The Transformer and GPT: Putting It All Together

You now have every mathematical tool needed to understand GPT. Vectors and matrices (post 1) move data. Derivatives and gradients (post 2) drive learning. Probability and softmax (post 3) produce predictions. Layers with activations (post 4) learn nonlinear functions. Backpropagation (post 5) trains all the weights. Embeddings (post 6) represent words. Attention (post 7) builds contextual representations.

This post assembles these pieces into the transformer architecture and walks through a complete forward pass.

The Transformer Block

The core unit of a transformer is the transformer block (also called a transformer layer).

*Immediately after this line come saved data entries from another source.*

//! 内存存储后端
//!
//! 主要用于测试环境与无数据库的本地运行。整个状态由一把互斥锁保护，
//! 事务持有锁直到提交或丢弃，因此事务之间完全串行。

use async_trait::async_trait;
use chrono::Utc;
use std::collections::HashMap;
use std::sync::Arc;
use tokio::sync::{Mutex, OwnedMutexGuard};
use uuid::Uuid;

use super::{
    AccessRepository, CatalogRepository, GroupRepository, Store, Transaction, UserRepository,
};
use crate::{
    error::{AppError, Result},
    models::{
        access::{Access, CreateAccessRequest, GrantRow, ResourceAccess, Subject},
        catalog::*,
        group::*,
        page::{contains_ci, PageRequest},
        user::*,
    },
};

/// 全部实体的快照
#[derive(Debug, Clone, Default)]
pub struct MemoryState {
    users: HashMap<Uuid, User>,
    groups: HashMap<Uuid, Group>,
    memberships: Vec<GroupMembership>,
    relations: Vec<GroupRelation>,
    services: HashMap<Uuid, Service>,
    resources: HashMap<Uuid, Resource>,
    accesses: HashMap<Uuid, Access>,
    links: Vec<ResourceAccess>,
}

#[derive(Debug, Clone, Default)]
pub struct MemoryStore {
    state: Arc<Mutex<MemoryState>>,
}

impl MemoryStore {
    pub fn new() -> Self {
        Self::default()
    }
}

#[async_trait]
impl Store for MemoryStore {
    type Tx = MemoryTx;

    async fn begin(&self) -> Result<MemoryTx> {
        let guard = self.state.clone().lock_owned().await;
        let work = guard.clone();
        Ok(MemoryTx { guard, work })
    }

    async fn ping(&self) -> Result<()> {
        Ok(())
    }
}

/// 持有存储锁的事务；修改作用于工作副本，提交时整体写回
pub struct MemoryTx {
    guard: OwnedMutexGuard<MemoryState>,
    work: MemoryState,
}

#[async_trait]
impl Transaction for MemoryTx {
    async fn commit(mut self) -> Result<()> {
        *self.guard = std::mem::take(&mut self.work);
        Ok(())
    }

    async fn rollback(self) -> Result<()> {
        Ok(())
    }
}

fn page_of<T: Clone>(mut items: Vec<T>, page: &PageRequest) -> (Vec<T>, i64) {
    let total = items.len() as i64;
    let start = usize::try_from(page.offset()).map_or(items.len(), |o| o.min(items.len()));
    let end = (start + page.limit() as usize).min(items.len());
    (items.drain(start..end).collect(), total)
}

GPT stacks many of these in sequence.

Each block has two sublayers:

Multi-Head Self-Attention — lets positions attend to each other.
Feed-Forward Network — processes each position independently with a two-layer MLP.

Each sublayer is wrapped with two important additions:

A residual connection (add the input to the output).
Layer normalisation (applied before each sublayer).

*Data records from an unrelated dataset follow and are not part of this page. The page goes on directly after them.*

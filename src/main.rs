//! 访问管理控制台主入口

use access_console::{
    auth::PasswordHasher,
    config::{AppConfig, StoreBackend},
    db,
    handlers::health,
    middleware::AppState,
    repository::{MemoryStore, Store},
    routes, telemetry,
};
use axum::Router;
use std::sync::Arc;
use tokio::net::TcpListener;
use tokio::signal;

#[tokio::main]
async fn main() -> anyhow::Result<()> {
    // ===== CLI 参数处理 =====
    let args: Vec<String> = std::env::args().collect();

    if args.len() > 1 {
        match args[1].as_str() {
            "--version" => {
                println!("access-console {}", env!("CARGO_PKG_VERSION"));
                return Ok(());
            }
            "--help" => {
                print_help();
                return Ok(());
            }
            _ => {
                eprintln!("未知参数: {}", args[1]);
                print_help();
                std::process::exit(1);
            }
        }
    }

    // 加载 .env 文件（开发环境）
    // 按优先级加载：.env.<OPS_ENV> 或 .env.local > .env.development > .env
    if let Ok(path) = std::env::var("OPS_ENV") {
        dotenv::from_filename(format!(".env.{}", path)).ok();
    } else {
        dotenv::from_filename(".env.local").ok();
        dotenv::from_filename(".env.development").ok();
        dotenv::dotenv().ok();
    }

    health::set_start_time();

    // 1. 加载配置
    let config = AppConfig::from_env().map_err(|e| {
        eprintln!("Configuration error: {}", e);
        anyhow::anyhow!("Failed to load configuration: {}", e)
    })?;

    // 2. 初始化日志与指标
    telemetry::init_telemetry(&config.logging);
    telemetry::init_metrics();

    tracing::info!(
        version = env!("CARGO_PKG_VERSION"),
        backend = ?config.store.backend,
        transitive_groups = config.access.transitive_groups,
        "Access console starting..."
    );

    // 3. 存储后端 + 路由
    let app = match config.store.backend {
        StoreBackend::Postgres => {
            let store = db::connect_store(&config.database).await?;
            tracing::info!("Database initialized");
            build_app(config.clone(), store)
        }
        StoreBackend::Memory => {
            tracing::warn!("Using in-memory store; data is lost on shutdown");
            build_app(config.clone(), MemoryStore::new())
        }
    };

    // 4. 启动服务器
    let addr = &config.server.addr;
    let listener = TcpListener::bind(addr).await?;

    tracing::info!(addr = %addr, "Server listening");

    // 5. 优雅关闭
    axum::serve(listener, app)
        .with_graceful_shutdown(shutdown_signal(config.server.graceful_shutdown_timeout_secs))
        .await?;

    tracing::info!("Server shutdown complete");
    Ok(())
}

fn build_app<S: Store>(config: AppConfig, store: S) -> Router {
    let state = Arc::new(AppState::new(config, store, PasswordHasher::new()));
    routes::create_router(state)
}

/// 优雅关闭信号处理
///
/// 收到信号后开始排空连接；超过 `timeout_secs` 仍未完成则强制退出进程。
async fn shutdown_signal(timeout_secs: u64) {
    let ctrl_c = async {
        if let Err(e) = signal::ctrl_c().await {
            tracing::error!("Failed to install Ctrl+C handler: {}", e);
            std::future::pending::<()>().await;
        }
    };

    #[cfg(unix)]
    let terminate = async {
        match signal::unix::signal(signal::unix::SignalKind::terminate()) {
            Ok(mut sig) => {
                sig.recv().await;
            }
            Err(e) => {
                tracing::error!("Failed to install signal handler: {}", e);
                std::future::pending::<()>().await;
            }
        }
    };

    #[cfg(not(unix))]
    let terminate = std::future::pending::<()>();

    tokio::select! {
        _ = ctrl_c => {
            tracing::info!("Ctrl+C received, starting graceful shutdown");
        },
        _ = terminate => {
            tracing::info!("Terminate signal received, starting graceful shutdown");
        },
    }

    tokio::spawn(async move {
        tokio::time::sleep(tokio::time::Duration::from_secs(timeout_secs)).await;
        tracing::warn!("Graceful shutdown timeout reached, forcing exit");
        std::process::exit(1);
    });
}

/// 打印帮助信息
fn print_help() {
    println!("access-console {}", env!("CARGO_PKG_VERSION"));
    println!();
    println!("用法: access-console [选项]");
    println!();
    println!("选项:");
    println!("  --version     打印版本信息并退出");
    println!("  --help        打印此帮助信息并退出");
    println!();
    println!("环境变量:");
    println!("  所有配置通过 OPS_ 前缀的环境变量完成，例如:");
    println!("  OPS_DATABASE__URL, OPS_STORE__BACKEND=memory, OPS_ACCESS__TRANSITIVE_GROUPS=true");
}
//! 数据库连接池与迁移管理
//! 提供 PostgreSQL 连接池、迁移执行和连接池指标

use crate::{config::DatabaseConfig, repository::PgStore};
use secrecy::ExposeSecret;
use sqlx::{postgres::PgPoolOptions, PgPool};
use std::time::Duration;

/// 创建数据库连接池
pub async fn create_pool(config: &DatabaseConfig) -> Result<PgPool, DbError> {
    let db_url = config.url.expose_secret();

    tracing::debug!("Creating database connection pool...");

    let pool = PgPoolOptions::new()
        .max_connections(config.max_connections)
        .min_connections(config.min_connections)
        .acquire_timeout(Duration::from_secs(config.acquire_timeout_secs))
        .idle_timeout(Duration::from_secs(config.idle_timeout_secs))
        .max_lifetime(Duration::from_secs(config.max_lifetime_secs))
        .test_before_acquire(true)
        .connect(db_url)
        .await
        .map_err(|e| {
            tracing::error!("Failed to create database pool: {}", e);
            DbError::ConnectionFailed(e.to_string())
        })?;

    tracing::info!(
        max_connections = config.max_connections,
        min_connections = config.min_connections,
        "Database pool created successfully"
    );

    Ok(pool)
}

/// 运行数据库迁移
pub async fn run_migrations(pool: &PgPool) -> Result<(), DbError> {
    tracing::info!("Running database migrations...");

    sqlx::migrate!("./migrations")
        .run(pool)
        .await
        .map_err(|e| {
            tracing::error!("Migration failed: {}", e);
            DbError::MigrationFailed(e.to_string())
        })?;

    tracing::info!("Migrations completed successfully");
    Ok(())
}

/// 建立连接池、执行迁移并返回 PostgreSQL 存储
pub async fn connect_store(config: &DatabaseConfig) -> Result<PgStore, DbError> {
    let pool = create_pool(config).await?;
    run_migrations(&pool).await?;
    record_pool_metrics(&pool);

    Ok(PgStore::new(pool))
}

/// 记录数据库连接池指标
pub fn record_pool_metrics(pool: &PgPool) {
    metrics::gauge!("db.pool.size").set(pool.size() as f64);
    metrics::gauge!("db.pool.idle").set(pool.num_idle() as f64);
}

/// 数据库错误类型
#[derive(Debug, thiserror::Error)]
pub enum DbError {
    #[error("Connection failed: {0}")]
    ConnectionFailed(String),

    #[error("Migration failed: {0}")]
    MigrationFailed(String),
}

The full computation for one block:

# Sub-layer 1: Multi-Head Attention
X' = X + MultiHeadAttention(LayerNorm(X))

# Sub-layer 2: Feed-Forward Network
X'' = X' + FFN(LayerNorm(X'))

Layer Normalisation

Layer normalisation stabilises training by ensuring the activations at each layer have a consistent distribution, regardless of the scale of the previous layer’s outputs.

For a vector x:

μ = mean(x)           # mean of all elements
σ = std(x)            # standard deviation

x_norm = (x - μ) / σ  # normalise

output = γ · x_norm + β   # learnable scale γ and shift β

γ and β are learned parameters (each a vector of length d_model). After normalising, the network can still learn to rescale and shift the distribution as needed.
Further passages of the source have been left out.